Конные силы центуриона Массимилиана достигли каструма в полдень, через два дня после прибытия основной колонны. Как только их заметил часовой, Катон был сразу же предупрежден, и он выехал навстречу всадникам, дождавшись, пока он не оказался в двадцати шагах от них, и поднял руку, чтобы остановить их.
— Рад тебя видеть, центурион.
— И я вас, господин.
— Прежде чем ты приблизишься к форту, я должен спросить, был ли кто из из твоих людей болен или проявлял признаки болезни?
— Да, господин. Мне пришлось оставить пятерых человек в Каралисе.
— Что с ними случилось? Я приказал твоим парням держаться на расстоянии и разворачивать жителей назад в город.
— Да, господин. Один из ребят прознал о хорошем борделе в городе и однажды ночью уговорил некоторых из своих товарищей пробраться за стены. К тому времени, когда я об этом узнал, они уже покинули лагерь. Я ждал их, когда они крались обратно. Я сказал им, что проткну их копьями, если они попытаются присоединиться к своим товарищам, и приказал им явиться в форт под Каралисом. Я сообщил им, что им будут предъявлены обвинения, когда все закончится, если они еще будут живы.
— Хорошо. Кто-нибудь еще?
— Остальные мои парни в порядке, господин. Я поручил им сообщать мне о любых признаках болезни. Но ничего не было. Даже вывиха лодыжки.
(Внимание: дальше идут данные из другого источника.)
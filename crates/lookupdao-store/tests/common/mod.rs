#![allow(dead_code)]

use chrono::{Datelike, Utc};
use lookupdao_core::entity::{from_value, Attribute, Entity, SqlType};
use lookupdao_core::DbConfig;
use lookupdao_store::DataStore;
use tempfile::TempDir;

/// Entity keyed by a non-unique external id
#[derive(Clone, Default, Debug, PartialEq)]
pub struct TestEntity {
    pub id: i64,
    pub external_id: String,
    pub text: String,
    pub amount: Option<f64>,
    pub partition_id: i64,
}

impl TestEntity {
    pub fn new(external_id: &str, text: &str) -> Self {
        Self {
            external_id: external_id.to_string(),
            text: text.to_string(),
            ..Self::default()
        }
    }

    pub fn with_amount(mut self, amount: f64) -> Self {
        self.amount = Some(amount);
        self
    }
}

impl Entity for TestEntity {
    const NAME: &'static str = "TestEntity";
    const TABLE: &'static str = "test_entity";

    fn attributes() -> Vec<Attribute<Self>> {
        vec![
            Attribute::<Self>::new("id", SqlType::Integer)
                .identifier()
                .with_accessors(|e| e.id.into(), |e, v| {
                    e.id = from_value(v)?;
                    Ok(())
                }),
            Attribute::<Self>::new("externalId", SqlType::Text)
                .lookup_key()
                .with_column("ext_id")
                .with_accessors(|e| e.external_id.clone().into(), |e, v| {
                    e.external_id = from_value(v)?;
                    Ok(())
                }),
            Attribute::<Self>::new("text", SqlType::Text).with_accessors(
                |e| e.text.clone().into(),
                |e, v| {
                    e.text = from_value(v)?;
                    Ok(())
                },
            ),
            Attribute::<Self>::new("amount", SqlType::Real)
                .nullable()
                .with_accessors(|e| e.amount.into(), |e, v| {
                    e.amount = from_value(v)?;
                    Ok(())
                }),
            Attribute::<Self>::new("partitionId", SqlType::Integer)
                .with_column("partition_id")
                .with_accessors(|e| e.partition_id.into(), |e, v| {
                    e.partition_id = from_value(v)?;
                    Ok(())
                }),
        ]
    }

    fn pre_persist(&mut self) {
        if self.partition_id == 0 {
            self.partition_id = i64::from(Utc::now().year());
        }
    }
}

/// Entity whose lookup key is unique
#[derive(Clone, Default, Debug, PartialEq)]
pub struct RelationalEntity {
    pub id: i64,
    pub key: String,
    pub value: String,
}

impl RelationalEntity {
    pub fn new(key: &str, value: &str) -> Self {
        Self {
            id: 0,
            key: key.to_string(),
            value: value.to_string(),
        }
    }
}

impl Entity for RelationalEntity {
    const NAME: &'static str = "RelationalEntity";
    const TABLE: &'static str = "relations";

    fn attributes() -> Vec<Attribute<Self>> {
        vec![
            Attribute::<Self>::new("id", SqlType::Integer)
                .identifier()
                .with_accessors(|e| e.id.into(), |e, v| {
                    e.id = from_value(v)?;
                    Ok(())
                }),
            Attribute::<Self>::new("key", SqlType::Text)
                .lookup_key()
                .unique()
                .with_accessors(|e| e.key.clone().into(), |e, v| {
                    e.key = from_value(v)?;
                    Ok(())
                }),
            Attribute::<Self>::new("value", SqlType::Text).with_accessors(
                |e| e.value.clone().into(),
                |e, v| {
                    e.value = from_value(v)?;
                    Ok(())
                },
            ),
        ]
    }
}

/// Parent of the locked workflow tests
#[derive(Clone, Default, Debug, PartialEq)]
pub struct SomeLookupObject {
    pub id: i64,
    pub my_id: String,
    pub name: Option<String>,
}

impl Entity for SomeLookupObject {
    const NAME: &'static str = "SomeLookupObject";
    const TABLE: &'static str = "some_lookup_object";

    fn attributes() -> Vec<Attribute<Self>> {
        vec![
            Attribute::<Self>::new("id", SqlType::Integer)
                .identifier()
                .with_accessors(|e| e.id.into(), |e, v| {
                    e.id = from_value(v)?;
                    Ok(())
                }),
            Attribute::<Self>::new("myId", SqlType::Text)
                .lookup_key()
                .unique()
                .with_column("my_id")
                .with_accessors(|e| e.my_id.clone().into(), |e, v| {
                    e.my_id = from_value(v)?;
                    Ok(())
                }),
            Attribute::<Self>::new("name", SqlType::Text)
                .nullable()
                .with_accessors(|e| e.name.clone().into(), |e, v| {
                    e.name = from_value(v)?;
                    Ok(())
                }),
        ]
    }
}

/// Child written from inside locked workflows; keyed by its parent's `my_id`
#[derive(Clone, Default, Debug, PartialEq)]
pub struct SomeRelatedLookupObject {
    pub id: i64,
    pub parent_id: String,
    pub value: String,
}

impl SomeRelatedLookupObject {
    pub fn for_parent(parent: &SomeLookupObject, value: &str) -> Self {
        Self {
            id: 0,
            parent_id: parent.my_id.clone(),
            value: value.to_string(),
        }
    }
}

impl Entity for SomeRelatedLookupObject {
    const NAME: &'static str = "SomeRelatedLookupObject";
    const TABLE: &'static str = "some_related_lookup_object";

    fn attributes() -> Vec<Attribute<Self>> {
        vec![
            Attribute::<Self>::new("id", SqlType::Integer)
                .identifier()
                .with_accessors(|e| e.id.into(), |e, v| {
                    e.id = from_value(v)?;
                    Ok(())
                }),
            Attribute::<Self>::new("parentId", SqlType::Text)
                .lookup_key()
                .with_column("parent_id")
                .with_accessors(|e| e.parent_id.clone().into(), |e, v| {
                    e.parent_id = from_value(v)?;
                    Ok(())
                }),
            Attribute::<Self>::new("value", SqlType::Text).with_accessors(
                |e| e.value.clone().into(),
                |e, v| {
                    e.value = from_value(v)?;
                    Ok(())
                },
            ),
        ]
    }
}

pub fn test_config(dir: &TempDir) -> DbConfig {
    DbConfig {
        create_schema: true,
        min_pool_size: 1,
        max_pool_size: 4,
        connection_timeout_ms: 5_000,
        lock_wait_timeout_ms: 2_000,
        ..DbConfig::sqlite(dir.path().join("lookupdao.db"))
    }
}

/// Store in create-drop mode with every test entity registered
pub fn open_store(dir: &TempDir) -> DataStore {
    DataStore::builder(test_config(dir))
        .entity::<TestEntity>()
        .entity::<RelationalEntity>()
        .entity::<SomeLookupObject>()
        .entity::<SomeRelatedLookupObject>()
        .build()
        .unwrap()
}

pub fn saved_parent(store: &DataStore, my_id: &str, name: Option<&str>) -> SomeLookupObject {
    store
        .lookup_dao::<SomeLookupObject>()
        .unwrap()
        .save(SomeLookupObject {
            id: 0,
            my_id: my_id.to_string(),
            name: name.map(str::to_string),
        })
        .unwrap()
}
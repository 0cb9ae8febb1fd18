//! Error helpers for lookupdao-store
//!
//! Wraps lookupdao-core `DaoError` with adapter-specific constructors

use lookupdao_core::errors::DaoError;

/// Result type alias using DaoError
pub type Result<T> = std::result::Result<T, DaoError>;

/// Map a rusqlite error raised by `op`, keeping the constraint and busy classification
pub fn from_rusqlite(op: &'static str) -> impl Fn(rusqlite::Error) -> DaoError {
    move |err| DaoError::from_sqlite(op, err)
}

/// Pool could not hand out a connection in time
pub fn pool_exhausted(waited_ms: u64) -> DaoError {
    DaoError::operation(
        "pool.acquire",
        format!("no connection became available within {} ms", waited_ms),
    )
}

/// Store was closed
pub fn pool_closed() -> DaoError {
    DaoError::operation("pool.acquire", "connection pool is closed".to_string())
}

/// A joined session is missing or belongs elsewhere
pub fn invalid_join(reason: &str) -> DaoError {
    DaoError::operation("executor.join", reason.to_string())
}

/// Row lock held by another unit of work
pub fn lock_not_available(table: &str, id: i64) -> DaoError {
    DaoError::LockNotAvailable {
        resource: format!("{}#{}", table, id),
        source: None,
    }
}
— Молодец, — кивнул Катон и погнал лошадь вперед. — Какая была ситуация в Каралисе, когда вы уехали?
— Плачевная. Каждое утро они выносили тела и сбрасывали их в братскую могилу. По моим оценкам, больше сотни в день. Как только стало известно, что мы разворачиваем людей назад, если нужно, на острие копья, они в конце концов перестали пытаться выбраться. Мы поймали тех, кто пытался пройти под покровом темноты, и отправили их обратно. Но кое-кто все же просочился. Может быть, те самые, которые распространили чуму на горстку ближайших поселений. Я сказал их старейшинам, чтобы они никого не отпускали, пока они не перестанут болеть или не умрут в течение десяти дней. У меня не было достаточно людей, чтобы прикрыть поселения, а также Каралис, поэтому все, что я мог сделать, это пригрозить им ужасными последствиями, если я обнаружу, что один из них позволил кому-либо из своих людей распространить чуму на другое поселение.
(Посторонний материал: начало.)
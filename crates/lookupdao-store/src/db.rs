//! Database connection management
//!
//! Opens and configures SQLite connections and keeps them in a sized pool.
//! Connections are handed out as [`PooledConnection`]s that return
//! themselves to the pool on drop.

use crate::errors::{from_rusqlite, pool_closed, pool_exhausted, Result};
use lookupdao_core::DbConfig;
use parking_lot::{Condvar, Mutex};
use rusqlite::Connection;
use std::ops::Deref;
use std::path::Path;
use std::sync::Arc;
use std::time::Instant;

/// Open a SQLite database at the given path and configure it
pub fn open<P: AsRef<Path>>(path: P, config: &DbConfig) -> Result<Connection> {
    let mut conn = Connection::open(path).map_err(from_rusqlite("db.open"))?;
    configure(&mut conn, config)?;
    Ok(conn)
}

/// Configure a connection for pooled, lock-aware use
pub fn configure(conn: &mut Connection, config: &DbConfig) -> Result<()> {
    conn.busy_timeout(config.lock_wait_timeout())
        .map_err(from_rusqlite("db.configure"))?;

    // WAL lets readers proceed while another session holds the write lock
    let mode: String = conn
        .query_row("PRAGMA journal_mode = WAL", [], |row| row.get(0))
        .map_err(from_rusqlite("db.configure"))?;
    if !mode.eq_ignore_ascii_case("wal") {
        tracing::warn!(component = module_path!(), journal_mode = %mode, "WAL not available");
    }
    conn.execute_batch("PRAGMA foreign_keys = ON;")
        .map_err(from_rusqlite("db.configure"))?;

    if config.show_sql {
        conn.trace(Some(log_statement));
    }

    Ok(())
}

fn log_statement(sql: &str) {
    tracing::debug!(component = module_path!(), sql = sql, "executing statement");
}

struct PoolSlot {
    conn: Connection,
    created_at: Instant,
    last_used: Instant,
}

#[derive(Default)]
struct PoolState {
    idle: Vec<PoolSlot>,
    total: usize,
    closed: bool,
}

/// Sized pool of configured connections to one database file
pub struct ConnectionPool {
    config: DbConfig,
    state: Mutex<PoolState>,
    available: Condvar,
}

impl ConnectionPool {
    /// Create the pool and open `min_pool_size` connections up front
    pub fn new(config: &DbConfig) -> Result<Arc<Self>> {
        let pool = Arc::new(Self {
            config: config.clone(),
            state: Mutex::new(PoolState::default()),
            available: Condvar::new(),
        });

        for _ in 0..config.min_pool_size {
            let slot = pool.open_slot()?;
            let mut state = pool.state.lock();
            state.total += 1;
            state.idle.push(slot);
        }

        tracing::debug!(
            component = module_path!(),
            url = %config.url,
            database = ?config.database,
            min = config.min_pool_size,
            max = config.max_pool_size,
            "connection pool opened"
        );
        Ok(pool)
    }

    pub fn config(&self) -> &DbConfig {
        &self.config
    }

    /// Connections currently open, idle or in use
    pub fn size(&self) -> usize {
        self.state.lock().total
    }

    pub fn idle(&self) -> usize {
        self.state.lock().idle.len()
    }

    /// Take a connection, waiting up to `connection_timeout_ms` for one to free up
    pub fn acquire(self: &Arc<Self>) -> Result<PooledConnection> {
        let deadline = Instant::now() + self.config.connection_timeout();
        let mut state = self.state.lock();

        loop {
            if state.closed {
                return Err(pool_closed());
            }

            while let Some(slot) = state.idle.pop() {
                if self.is_expired(&slot, state.total) {
                    state.total -= 1;
                    tracing::debug!(component = module_path!(), "evicted expired connection");
                    continue;
                }
                if !self.is_alive(&slot.conn) {
                    state.total -= 1;
                    tracing::warn!(component = module_path!(), "discarded connection failing test query");
                    continue;
                }
                return Ok(self.hand_out(slot));
            }

            if state.total < self.config.max_pool_size {
                state.total += 1;
                drop(state);
                return match self.open_slot() {
                    Ok(slot) => Ok(self.hand_out(slot)),
                    Err(err) => {
                        self.state.lock().total -= 1;
                        self.available.notify_one();
                        Err(err)
                    }
                };
            }

            let timed_out = self.available.wait_until(&mut state, deadline).timed_out();
            if timed_out && state.idle.is_empty() && state.total >= self.config.max_pool_size {
                return Err(pool_exhausted(self.config.connection_timeout_ms));
            }
        }
    }

    /// Drop idle connections and refuse further acquisitions
    pub fn close(&self) {
        let mut state = self.state.lock();
        state.closed = true;
        let dropped = state.idle.len();
        state.total -= dropped;
        state.idle.clear();
        drop(state);
        self.available.notify_all();
        tracing::debug!(component = module_path!(), dropped, "connection pool closed");
    }

    fn hand_out(self: &Arc<Self>, slot: PoolSlot) -> PooledConnection {
        PooledConnection {
            slot: Some(slot),
            pool: Arc::clone(self),
        }
    }

    fn open_slot(&self) -> Result<PoolSlot> {
        let conn = open(&self.config.url, &self.config)?;
        let now = Instant::now();
        Ok(PoolSlot {
            conn,
            created_at: now,
            last_used: now,
        })
    }

    fn is_expired(&self, slot: &PoolSlot, total: usize) -> bool {
        let too_old = slot.created_at.elapsed() >= self.config.max_age();
        let idle_too_long = total > self.config.min_pool_size
            && slot.last_used.elapsed() >= self.config.idle_timeout();
        too_old || idle_too_long
    }

    fn is_alive(&self, conn: &Connection) -> bool {
        match self.config.test_query.as_deref() {
            Some(query) if !query.trim().is_empty() => {
                conn.query_row(query, [], |_| Ok(())).is_ok()
            }
            _ => true,
        }
    }

    fn release(&self, mut slot: PoolSlot) {
        // A transaction left open (skipped rollback) is reset before reuse
        if !slot.conn.is_autocommit() {
            if let Err(err) = slot.conn.execute_batch("ROLLBACK") {
                tracing::warn!(
                    component = module_path!(),
                    error = %err,
                    "discarding connection whose open transaction could not be reset"
                );
                self.discard();
                return;
            }
            tracing::debug!(component = module_path!(), "reset open transaction on returned connection");
        }

        slot.last_used = Instant::now();
        let mut state = self.state.lock();
        if state.closed || slot.created_at.elapsed() >= self.config.max_age() {
            state.total -= 1;
        } else {
            state.idle.push(slot);
        }
        drop(state);
        self.available.notify_one();
    }

    fn discard(&self) {
        self.state.lock().total -= 1;
        self.available.notify_one();
    }
}

/// A connection on loan from the pool
pub struct PooledConnection {
    // Only taken in Drop
    slot: Option<PoolSlot>,
    pool: Arc<ConnectionPool>,
}

impl std::fmt::Debug for PooledConnection {
    fn fmt(&self, f: &mut std::fmt::Formatter<'_>) -> std::fmt::Result {
        f.debug_struct("PooledConnection").finish_non_exhaustive()
    }
}

impl PooledConnection {
    /// Whether this connection came from `pool`
    pub fn is_from(&self, pool: &Arc<ConnectionPool>) -> bool {
        Arc::ptr_eq(&self.pool, pool)
    }

    pub fn pool_config(&self) -> &DbConfig {
        &self.pool.config
    }
}

impl Deref for PooledConnection {
    type Target = Connection;

    fn deref(&self) -> &Connection {
        match &self.slot {
            Some(slot) => &slot.conn,
            None => unreachable!("pooled connection used after release"),
        }
    }
}

impl Drop for PooledConnection {
    fn drop(&mut self) {
        if let Some(slot) = self.slot.take() {
            self.pool.release(slot);
        }
    }
}
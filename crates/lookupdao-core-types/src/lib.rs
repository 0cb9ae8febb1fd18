//! Core types shared across the lookupdao crates
//!
//! - **Correlation**: SessionId tags every log event of one unit of work
//! - **Sensitive data**: Sensitive<T> marker for automatic redaction
//! - **Schema constants**: Canonical field keys and event names

pub mod correlation;
pub mod schema;
pub mod sensitive;

pub use correlation::SessionId;
pub use sensitive::Sensitive;
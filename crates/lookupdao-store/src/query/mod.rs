//! Query helpers shared by the repositories

pub mod managed;
pub mod params;

pub use managed::translate;
pub use params::QueryParams;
— Это было лучшее, что ты мог сделать в данных обстоятельствах. Идем, возвращаемся в форт.
Катон натянул поводья и подождал, пока центурион не поравняется с ним, прежде чем щелкнуть языком и двинуться дальше.
— Мы не сможем сдержать эпидемию, не так ли, господин? — тихо сказал Массимилиан.
— «Нет никакого смысла в притворстве или неуместном оптимизме», — подумал Катон. Это заставляло человека выглядеть дураком тогда, когда кризис заканчивался, и люди оглядывались назад, чтобы задать вопросы тем, кто у был власти. — Я сомневаюсь. У нас мог бы быть шанс на раннем этапе, если бы Скурра поместил людей в карантин, как только узнал, что они больны. Теперь слишком поздно. Каралис придется оставить на произвол судьбы и те поселения, где уже распространилась болезнь. А поскольку у нас слишком мало людей, чтобы контролировать передвижения людей и бороться с врагом, болезнь рано или поздно распространится по всему острову. И тогда будет стоять только одна задача — захоронение тел.
Массимилиан ненадолго задумался над его словами, а затем кивнул. — Совсем неподходящее время для всего этого. Чума и эта кампания против разбойников происходят одновременно.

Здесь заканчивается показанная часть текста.